Required work — Print every entry exactly as written.

[Extracted data entries]
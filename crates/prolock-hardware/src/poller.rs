//! Biometric and proximity pollers.
//!
//! Each poller wraps one device and exposes a single blocking operation,
//! `next_event()`, that hides the device's polling loop and returns a typed
//! outcome. The pollers never touch session state; their events are sent to
//! the coordinator by the tasks in [`manager`](crate::manager).

use crate::control::{GateObserver, RunFlag};
use crate::devices::{AnyBiometricSensor, AnyProximityReader};
use crate::traits::{BiometricSensor, ProximityReader};
use crate::types::{DeviceInfo, ImageStatus, SearchHit, TemplateStatus};
use crate::{HardwareError, Result};
use prolock_core::CardUid;
use prolock_core::constants::{
    DEFAULT_CARD_READ_TIMEOUT_MS, DEFAULT_IMAGE_POLL_INTERVAL_MS, DEFAULT_MAX_IMAGE_POLLS,
};
use std::time::Duration;
use tracing::{debug, warn};

/// Outcome of one fingerprint capture cycle.
#[derive(Debug, Clone, Copy, PartialEq, Eq)]
pub enum BiometricEvent {
    /// The sensor matched an enrolled template.
    Match(SearchHit),

    /// An image was captured but could not be templated.
    TemplateFailed,

    /// The template matched no enrolled finger.
    NoMatch,

    /// A recoverable sensor I/O error interrupted the cycle.
    SensorFailed(CaptureStage),

    /// No finger was placed within the polling budget, or shutdown was requested.
    Timeout,
}

impl BiometricEvent {
    /// Returns `true` for outcomes that count as a failed authentication.
    #[must_use]
    pub fn is_failure(&self) -> bool {
        matches!(
            self,
            Self::TemplateFailed | Self::NoMatch | Self::SensorFailed(_)
        )
    }
}

/// Step of the capture cycle.
#[derive(Debug, Clone, Copy, PartialEq, Eq)]
pub enum CaptureStage {
    Image,
    Template,
    Search,
}

impl std::fmt::Display for CaptureStage {
    fn fmt(&self, f: &mut std::fmt::Formatter<'_>) -> std::fmt::Result {
        match self {
            Self::Image => write!(f, "image"),
            Self::Template => write!(f, "template"),
            Self::Search => write!(f, "search"),
        }
    }
}

/// Drives the image → template → search cycle on a fingerprint sensor.
#[derive(Debug)]
pub struct BiometricPoller {
    sensor: AnyBiometricSensor,
    poll_interval: Duration,
    max_polls: u32,
    running: RunFlag,
}

impl BiometricPoller {
    pub fn new(sensor: AnyBiometricSensor, running: RunFlag) -> Self {
        Self {
            sensor,
            poll_interval: Duration::from_millis(DEFAULT_IMAGE_POLL_INTERVAL_MS),
            max_polls: DEFAULT_MAX_IMAGE_POLLS,
            running,
        }
    }

    #[must_use]
    pub fn with_poll_interval(mut self, interval: Duration) -> Self {
        self.poll_interval = interval;
        self
    }

    #[must_use]
    pub fn with_max_polls(mut self, max_polls: u32) -> Self {
        self.max_polls = max_polls.max(1);
        self
    }

    #[must_use]
    pub fn running(&self) -> &RunFlag {
        &self.running
    }

    /// Check that the sensor answers.
    ///
    /// # Errors
    ///
    /// Propagates the sensor's initialization error.
    pub async fn verify(&mut self) -> Result<DeviceInfo> {
        self.sensor.verify_connection().await
    }

    /// Run one capture cycle.
    ///
    /// Polls for an image every `poll_interval`, at most `max_polls` times,
    /// checking the run flag before each poll.
    ///
    /// A recoverable I/O error at any step ends the cycle with
    /// [`BiometricEvent::SensorFailed`].
    ///
    /// # Errors
    ///
    /// Returns the sensor's error only if it is fatal (see
    /// [`HardwareError::is_fatal`]).
    pub async fn next_event(&mut self) -> Result<BiometricEvent> {
        let mut polls = 0;
        loop {
            if !self.running.is_running() {
                return Ok(BiometricEvent::Timeout);
            }

            match self.sensor.read_image().await {
                Ok(ImageStatus::Ready) => break,
                Ok(_) => {}
                Err(e) => return sensor_failure(CaptureStage::Image, e),
            }

            polls += 1;
            if polls >= self.max_polls {
                return Ok(BiometricEvent::Timeout);
            }
            tokio::time::sleep(self.poll_interval).await;
        }

        debug!(polls, "fingerprint_image_captured");

        match self.sensor.image_to_template().await {
            Ok(TemplateStatus::Failed) => return Ok(BiometricEvent::TemplateFailed),
            Ok(_) => {}
            Err(e) => return sensor_failure(CaptureStage::Template, e),
        }

        match self.sensor.search_template().await {
            Ok(Some(hit)) => Ok(BiometricEvent::Match(hit)),
            Ok(None) => Ok(BiometricEvent::NoMatch),
            Err(e) => sensor_failure(CaptureStage::Search, e),
        }
    }
}

/// Fatal errors propagate; anything else ends the cycle as a failure.
fn sensor_failure(stage: CaptureStage, error: HardwareError) -> Result<BiometricEvent> {
    if error.is_fatal() {
        return Err(error);
    }
    warn!(stage = %stage, error = %error, "fingerprint_capture_failed");
    Ok(BiometricEvent::SensorFailed(stage))
}

/// Outcome of one proximity read.
#[derive(Debug, Clone, PartialEq, Eq)]
pub enum ProximityEvent {
    /// A card was read while the gate was open under `generation`.
    Card { uid: CardUid, generation: u64 },

    /// A card was read while the gate was closed; it must not be processed.
    Discarded { uid: CardUid },

    /// No card within the read timeout, or shutdown was requested.
    Timeout,
}

/// Reads cards and tags them with the gate generation.
///
/// The reader is polled whether or not the gate is open, so that a card tapped
/// while the gate is closed is consumed and dropped here rather than being
/// replayed when the gate next opens.
#[derive(Debug)]
pub struct ProximityPoller {
    reader: AnyProximityReader,
    gate: GateObserver,
    read_timeout: Duration,
    running: RunFlag,
}

impl ProximityPoller {
    pub fn new(reader: AnyProximityReader, gate: GateObserver, running: RunFlag) -> Self {
        Self {
            reader,
            gate,
            read_timeout: Duration::from_millis(DEFAULT_CARD_READ_TIMEOUT_MS),
            running,
        }
    }

    #[must_use]
    pub fn with_read_timeout(mut self, timeout: Duration) -> Self {
        self.read_timeout = timeout;
        self
    }

    #[must_use]
    pub fn running(&self) -> &RunFlag {
        &self.running
    }

    /// Open the reader.
    ///
    /// # Errors
    ///
    /// Propagates the reader's initialization error.
    pub async fn verify(&mut self) -> Result<DeviceInfo> {
        self.reader.initialize().await
    }

    /// Perform one blocking read.
    ///
    /// # Errors
    ///
    /// Returns the reader's error on a transport failure.
    pub async fn next_event(&mut self) -> Result<ProximityEvent> {
        if !self.running.is_running() {
            return Ok(ProximityEvent::Timeout);
        }

        let Some(uid) = self.reader.read_card(self.read_timeout).await? else {
            return Ok(ProximityEvent::Timeout);
        };

        let gate = self.gate.state();
        if gate.open {
            Ok(ProximityEvent::Card {
                uid,
                generation: gate.generation,
            })
        } else {
            debug!(uid = %uid, "card_read_while_gate_closed");
            Ok(ProximityEvent::Discarded { uid })
        }
    }
}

Task output —
filename crates/prolock-hardware/src/poller.rs
//! Biometric and proximity pollers.
//!
//! Each poller wraps one device and exposes a single blocking operation,
//! `next_event()`, that hides the device's polling loop and returns a typed
//! outcome. The pollers never touch session state; their events are sent to
//! the coordinator by the tasks in [`manager`](crate::manager).

use crate::control::{GateObserver, RunFlag};
use crate::devices::{AnyBiometricSensor, AnyProximityReader};
use crate::traits::{BiometricSensor, ProximityReader};
use crate::types::{DeviceInfo, ImageStatus, SearchHit, TemplateStatus};
use crate::{HardwareError, Result};
use prolock_core::CardUid;
use prolock_core::constants::{
    DEFAULT_CARD_READ_TIMEOUT_MS, DEFAULT_IMAGE_POLL_INTERVAL_MS, DEFAULT_MAX_IMAGE_POLLS,
};
use std::time::Duration;
use tracing::{debug, warn};

/// Outcome of one fingerprint capture cycle.
#[derive(Debug, Clone, Copy, PartialEq, Eq)]
pub enum BiometricEvent {
    /// The sensor matched an enrolled template.
    Match(SearchHit),

    /// An image was captured but could not be templated.
    TemplateFailed,

    /// The template matched no enrolled finger.
    NoMatch,

    /// A recoverable sensor I/O error interrupted the cycle.
    SensorFailed(CaptureStage),

    /// No finger was placed within the polling budget, or shutdown was requested.
    Timeout,
}

impl BiometricEvent {
    /// Returns `true` for outcomes that count as a failed authentication.
    #[must_use]
    pub fn is_failure(&self) -> bool {
        matches!(
            self,
            Self::TemplateFailed | Self::NoMatch | Self::SensorFailed(_)
        )
    }
}

/// Step of the capture cycle.
#[derive(Debug, Clone, Copy, PartialEq, Eq)]
pub enum CaptureStage {
    Image,
    Template,
    Search,
}

impl std::fmt::Display for CaptureStage {
    fn fmt(&self, f: &mut std::fmt::Formatter<'_>) -> std::fmt::Result {
        match self {
            Self::Image => write!(f, "image"),
            Self::Template => write!(f, "template"),
            Self::Search => write!(f, "search"),
        }
    }
}

/// Drives the image → template → search cycle on a fingerprint sensor.
#[derive(Debug)]
pub struct BiometricPoller {
    sensor: AnyBiometricSensor,
    poll_interval: Duration,
    max_polls: u32,
    running: RunFlag,
}

impl BiometricPoller {
    pub fn new(sensor: AnyBiometricSensor, running: RunFlag) -> Self {
        Self {
            sensor,
            poll_interval: Duration::from_millis(DEFAULT_IMAGE_POLL_INTERVAL_MS),
            max_polls: DEFAULT_MAX_IMAGE_POLLS,
            running,
        }
    }

    #[must_use]
    pub fn with_poll_interval(mut self, interval: Duration) -> Self {
        self.poll_interval = interval;
        self
    }

    #[must_use]
    pub fn with_max_polls(mut self, max_polls: u32) -> Self {
        self.max_polls = max_polls.max(1);
        self
    }

    #[must_use]
    pub fn running(&self) -> &RunFlag {
        &self.running
    }

    /// Check that the sensor answers.
    ///
    /// # Errors
    ///
    /// Propagates the sensor's initialization error.
    pub async fn verify(&mut self) -> Result<DeviceInfo> {
        self.sensor.verify_connection().await
    }

    /// Run one capture cycle.
    ///
    /// Polls for an image every `poll_interval`, at most `max_polls` times,
    /// checking the run flag before each poll.
    ///
    /// A recoverable I/O error at any step ends the cycle with
    /// [`BiometricEvent::SensorFailed`].
    ///
    /// # Errors
    ///
    /// Returns the sensor's error only if it is fatal (see
    /// [`HardwareError::is_fatal`]).
    pub async fn next_event(&mut self) -> Result<BiometricEvent> {
        let mut polls = 0;
        loop {
            if !self.running.is_running() {
                return Ok(BiometricEvent::Timeout);
            }

            match self.sensor.read_image().await {
                Ok(ImageStatus::Ready) => break,
                Ok(_) => {}
                Err(e) => return sensor_failure(CaptureStage::Image, e),
            }

            polls += 1;
            if polls >= self.max_polls {
                return Ok(BiometricEvent::Timeout);
            }
            tokio::time::sleep(self.poll_interval).await;
        }

        debug!(polls, "fingerprint_image_captured");

        match self.sensor.image_to_template().await {
            Ok(TemplateStatus::Failed) => return Ok(BiometricEvent::TemplateFailed),
            Ok(_) => {}
            Err(e) => return sensor_failure(CaptureStage::Template, e),
        }

        match self.sensor.search_template().await {
            Ok(Some(hit)) => Ok(BiometricEvent::Match(hit)),
            Ok(None) => Ok(BiometricEvent::NoMatch),
            Err(e) => sensor_failure(CaptureStage::Search, e),
        }
    }
}

/// Fatal errors propagate; anything else ends the cycle as a failure.
fn sensor_failure(stage: CaptureStage, error: HardwareError) -> Result<BiometricEvent> {
    if error.is_fatal() {
        return Err(error);
    }
    warn!(stage = %stage, error = %error, "fingerprint_capture_failed");
    Ok(BiometricEvent::SensorFailed(stage))
}

/// Outcome of one proximity read.
#[derive(Debug, Clone, PartialEq, Eq)]
pub enum ProximityEvent {
    /// A card was read while the gate was open under `generation`.
    Card { uid: CardUid, generation: u64 },

    /// A card was read while the gate was closed; it must not be processed.
    Discarded { uid: CardUid },

    /// No card within the read timeout, or shutdown was requested.
    Timeout,
}

/// Reads cards and tags them with the gate generation.
///
/// The reader is polled whether or not the gate is open, so that a card tapped
/// while the gate is closed is consumed and dropped here rather than being
/// replayed when the gate next opens.
#[derive(Debug)]
pub struct ProximityPoller {
    reader: AnyProximityReader,
    gate: GateObserver,
    read_timeout: Duration,
    running: RunFlag,
}

impl ProximityPoller {
    pub fn new(reader: AnyProximityReader, gate: GateObserver, running: RunFlag) -> Self {
        Self {
            reader,
            gate,
            read_timeout: Duration::from_millis(DEFAULT_CARD_READ_TIMEOUT_MS),
            running,
        }
    }

    #[must_use]
    pub fn with_read_timeout(mut self, timeout: Duration) -> Self {
        self.read_timeout = timeout;
        self
    }

    #[must_use]
    pub fn running(&self) -> &RunFlag {
        &self.running
    }

    /// Open the reader.
    ///
    /// # Errors
    ///
    /// Propagates the reader's initialization error.
    pub async fn verify(&mut self) -> Result<DeviceInfo> {
        self.reader.initialize().await
    }

    /// Perform one blocking read.
    ///
    /// # Errors
    ///
    /// Returns the reader's error on a transport failure.
    pub async fn next_event(&mut self) -> Result<ProximityEvent> {
        if !self.running.is_running() {
            return Ok(ProximityEvent::Timeout);
        }

        let Some(uid) = self.reader.read_card(self.read_timeout).await? else {
            return Ok(ProximityEvent::Timeout);
        };

        let gate = self.gate.state();
        if gate.open {
            Ok(ProximityEvent::Card {
                uid,
                generation: gate.generation,
            })
        } else {
            debug!(uid = %uid, "card_read_while_gate_closed");
            Ok(ProximityEvent::Discarded { uid })
        }
    }
}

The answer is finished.